The ‘Effie M. Morrissey’, with Louise leading a scientific party of four men in addition to Bartlett’s crew, left Washington on 11th June 1941. The expedition’s purpose was to obtain data on radio-wave transmission in the Arctic. When they returned in November of the same year, they’d gathered valuable date.
Because of her work for the US Army, Louise was awarded a Department of Army Certificate of Appreciation in 1949.
And the book she’d been asked not to publish before the war was published in 1948 – ‘The Coast of Northeast Greenland’.
In 1955, at the age of 67, instead of settling down to enjoy what was left of her fortune, Louise wanted to see more of the north.
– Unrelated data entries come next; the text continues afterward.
//! Error types for lyrics retrieval

use thiserror::Error;

/// Lyrics retrieval errors
///
/// Parsing never fails (malformed input degrades to plain lines); only
/// the provider can error.
#[derive(Debug, Error)]
pub enum LyricsError {
    /// The provider failed to respond or returned garbage
    #[error("Lyrics provider error: {0}")]
    Provider(String),
}

impl LyricsError {
    /// Create a provider error
    pub fn provider(message: impl Into<String>) -> Self {
        Self::Provider(message.into())
    }
}

impl From<LyricsError> for aria_core::AriaError {
    fn from(err: LyricsError) -> Self {
        aria_core::AriaError::Other(err.to_string())
    }
}

/// Result type for lyrics operations
pub type Result<T> = std::result::Result<T, LyricsError>;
So, she hired a plane and pilot and became the first woman to fly over the North Pole.
She was the second woman to receive the Cullum Medal of the American Geographical Society. The medal is awarded “to those who distinguish themselves by geographical discoveries or in the advancement of geographical science”.
In 1960, she became the first woman elected to the Society’s board.
As she’d spent most of her fortune on her beloved expeditions, Louise had to deal with financial difficulties as she neared the end of her life.
Louise Arner Boyd died on September14th, 1972, aged 84. She isn’t buried alongside her family; instead, she’d requested that her ashes be scattered at sea in the Arctic.